Number of AI chatbots ignoring human instructions is increasing— Research finds sharp rise in models evading safeguards and destroying emails without permission

Beep@lemmus.org · edit-2 3 days ago

Number of AI chatbots ignoring human instructions is increasing— Research finds sharp rise in models evading safeguards and destroying emails without permission

cley_faye@lemmy.world · 2 days ago

Thats all there is to it.

Not really. Even with (theoretical) infinite context windows, things would end up getting diluted. It’s a statistic machine; no matter how complex we make them look. Even with all the safeguards in place, as these grows larger and larger, each “directive” would end up being less represented in the next token.

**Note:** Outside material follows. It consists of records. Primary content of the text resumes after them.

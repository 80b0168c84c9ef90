//! The Node Client: the JSON-RPC-shaped surface the transaction builder
//! consults. This crate defines the interface only — connecting it to an
//! actual node (HTTP, WebSocket, whatever) is left to the caller's own
//! implementation.

use std::pin::Pin;

use async_trait::async_trait;
use futures::Stream;
use neo_common::{WitnessRule, WitnessScope};
use neo_crypto::{Hash160, Hash256, Secp256r1PublicKey};
use neo_error::ClientError;
use neo_types::ContractParameter;

use crate::block::Block;
use crate::invocation::{ApplicationLog, InvocationResult};

/// A signer's account and scope, as attached to an `invoke_script`/
/// `invoke_function` call so the node can evaluate witness checks without
/// a real witness being present.
#[derive(Debug, Clone, PartialEq)]
pub struct InvokeSigner {
    pub account: Hash160,
    pub scopes: WitnessScope,
    pub allowed_contracts: Vec<Hash160>,
    pub allowed_groups: Vec<Secp256r1PublicKey>,
    pub rules: Vec<WitnessRule>,
}

impl InvokeSigner {
    /// A signer with no scope restrictions beyond `CalledByEntry`.
    pub fn called_by_entry(account: Hash160) -> Self {
        Self {
            account,
            scopes: WitnessScope::CalledByEntry,
            allowed_contracts: Vec::new(),
            allowed_groups: Vec::new(),
            rules: Vec::new(),
        }
    }
}

/// The result of broadcasting a signed transaction.
#[derive(Debug, Clone, PartialEq)]
pub struct SendRawTransactionResult {
    pub hash: Hash256,
    pub error: Option<String>,
}

/// A stream of blocks, as produced by [`NodeClient::subscribe_blocks`].
/// Cold: each call starts its own replay from the requested height: and
/// completing it (dropping it) stops the underlying subscription.
pub type BlockStream = Pin<Box<dyn Stream<Item = Result<Block, ClientError>> + Send>>;

/// The external surface the transaction builder consults. Every method is
/// an independent suspension point: a caller that drops the future
/// cancels the call with no observable side effect on the builder.
#[async_trait]
pub trait NodeClient: Send + Sync {
    /// Runs `script` against current chain state without persisting
    /// anything, as if `signers` had authorized it.
    async fn invoke_script(
        &self,
        script: &[u8],
        signers: &[InvokeSigner],
    ) -> Result<InvocationResult, ClientError>;

    /// Runs `method` on the contract at `hash` with `params`, as if
    /// `signers` had authorized it. Used by token-standard call sites
    /// built on top of the transaction builder.
    async fn invoke_function(
        &self,
        hash: Hash160,
        method: &str,
        params: &[ContractParameter],
        signers: &[InvokeSigner],
    ) -> Result<InvocationResult, ClientError>;

    /// Estimates the network fee a fully-witnessed transaction of this
    /// exact byte shape would require. The caller passes a transaction
    /// serialized with placeholder witnesses sized to match the real ones.
    async fn calculate_network_fee(&self, raw_tx_bytes: &[u8]) -> Result<u64, ClientError>;

    /// The current block height.
    async fn get_block_count(&self) -> Result<u32, ClientError>;

    /// The current committee's public keys.
    async fn get_committee(&self) -> Result<Vec<Secp256r1PublicKey>, ClientError>;

    /// The GAS balance of `account`, in fractions (10^-8 GAS). Used by the
    /// transaction builder's sender-balance check.
    async fn get_gas_balance(&self, account: Hash160) -> Result<u64, ClientError>;

    /// Broadcasts a fully-signed transaction.
    async fn send_raw_transaction(
        &self,
        raw_tx_bytes: &[u8],
    ) -> Result<SendRawTransactionResult, ClientError>;

    /// The persisted execution log for a transaction hash, or `None` if
    /// the node holds no log for it.
    async fn get_application_log(&self, tx_hash: Hash256) -> Result<Option<ApplicationLog>, ClientError>;

    /// Fetches a block by hash.
    async fn get_block_by_hash(&self, hash: Hash256) -> Result<Block, ClientError>;

    /// Fetches a block by index.
    async fn get_block_by_index(&self, index: u32) -> Result<Block, ClientError>;

    /// Opens a cold, restartable stream of blocks starting at
    /// `from_index`. Every call replays from `from_index` independently;
    /// multiple subscribers observe identical sequences.
    fn subscribe_blocks(&self, from_index: u32) -> BlockStream;
}

/// Watches blocks from `from_index` and resolves with the first one whose
/// transaction hashes contain `tx_hash`, or with the stream's own error if
/// it ends first. Mirrors the "lazy, cold, restartable, completes on
/// first match" block-tracking contract: each call opens its own
/// subscription and the returned future can be dropped to cancel it
/// without leaving anything running.
pub async fn track(
    client: &dyn NodeClient,
    from_index: u32,
    tx_hash: Hash256,
) -> Result<Block, ClientError> {
    use futures::StreamExt;

    let mut blocks = client.subscribe_blocks(from_index);
    while let Some(block) = blocks.next().await {
        let block = block?;
        if block.transaction_hashes.contains(&tx_hash) {
            return Ok(block);
        }
    }
    Err(ClientError::Connection("block stream ended before the transaction was found".into()))
}

#[cfg(test)]
mod tests {
    use futures::stream;

    use super::*;

    fn block(index: u32, tx_hashes: Vec<Hash256>) -> Block {
        Block {
            hash: Hash256::from_le_bytes([index as u8; 32]),
            size: 0,
            version: 0,
            previous_block_hash: Hash256::ZERO,
            merkle_root: Hash256::ZERO,
            time: 0,
            nonce: 0,
            index,
            primary: None,
            next_consensus: Hash160::ZERO,
            witnesses: Vec::new(),
            transaction_hashes: tx_hashes,
            confirmations: 0,
            next_block_hash: None,
        }
    }

    struct StubClient {
        blocks: Vec<Block>,
    }

    #[async_trait]
    impl NodeClient for StubClient {
        async fn invoke_script(
            &self,
            _script: &[u8],
            _signers: &[InvokeSigner],
        ) -> Result<InvocationResult, ClientError> {
            unimplemented!()
        }

        async fn invoke_function(
            &self,
            _hash: Hash160,
            _method: &str,
            _params: &[ContractParameter],
            _signers: &[InvokeSigner],
        ) -> Result<InvocationResult, ClientError> {
            unimplemented!()
        }

        async fn calculate_network_fee(&self, _raw_tx_bytes: &[u8]) -> Result<u64, ClientError> {
            unimplemented!()
        }

        async fn get_block_count(&self) -> Result<u32, ClientError> {
            unimplemented!()
        }

        async fn get_committee(&self) -> Result<Vec<Secp256r1PublicKey>, ClientError> {
            unimplemented!()
        }

        async fn get_gas_balance(&self, _account: Hash160) -> Result<u64, ClientError> {
            unimplemented!()
        }

        async fn send_raw_transaction(
            &self,
            _raw_tx_bytes: &[u8],
        ) -> Result<SendRawTransactionResult, ClientError> {
            unimplemented!()
        }

        async fn get_application_log(&self, _tx_hash: Hash256) -> Result<Option<ApplicationLog>, ClientError> {
            unimplemented!()
        }

        async fn get_block_by_hash(&self, _hash: Hash256) -> Result<Block, ClientError> {
            unimplemented!()
        }

        async fn get_block_by_index(&self, _index: u32) -> Result<Block, ClientError> {
            unimplemented!()
        }

        fn subscribe_blocks(&self, from_index: u32) -> BlockStream {
            let items: Vec<Result<Block, ClientError>> = self
                .blocks
                .iter()
                .filter(|b| b.index >= from_index)
                .cloned()
                .map(Ok)
                .collect();
            Box::pin(stream::iter(items))
        }
    }

    #[tokio::test]
    async fn track_resolves_on_first_matching_block() {
        let tx_hash = Hash256::from_le_bytes([0xAB; 32]);
        let client = StubClient {
            blocks: vec![block(10, vec![]), block(11, vec![tx_hash]), block(12, vec![])],
        };

        let found = track(&client, 10, tx_hash).await.unwrap();
        assert_eq!(found.index, 11);
    }

    #[tokio::test]
    async fn track_errors_when_stream_ends_without_a_match() {
        let tx_hash = Hash256::from_le_bytes([0xAB; 32]);
        let client = StubClient { blocks: vec![block(10, vec![])] };

        assert!(track(&client, 10, tx_hash).await.is_err());
    }
}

People can keep trying to hammer with a screwdriver all they want and keep being impressed when the bent nail is almost flush, though. I’m just enjoying the show from the side at this point.

pixxelkick@lemmy.world · 2 days ago

Very true, though theres a certain threshold you can get past where the context, at least, is usable in size where the machine can at least hold enough data at once for common tasks.

One of the pieces of tech we are really missing atm is an automation of being able to filter info.

Specifically, for the LLM to be able to “release” info as it goes asap as unimportant and forget it, or at least it gets stored into some form of long term storage it can use a tool to look up.

But for a given convo the LLM can do a lot of reasoning but all that reasoning takes up context.

Itd be nice if after it reasons, it then can discard a bunch of the data from that and only keep what matters.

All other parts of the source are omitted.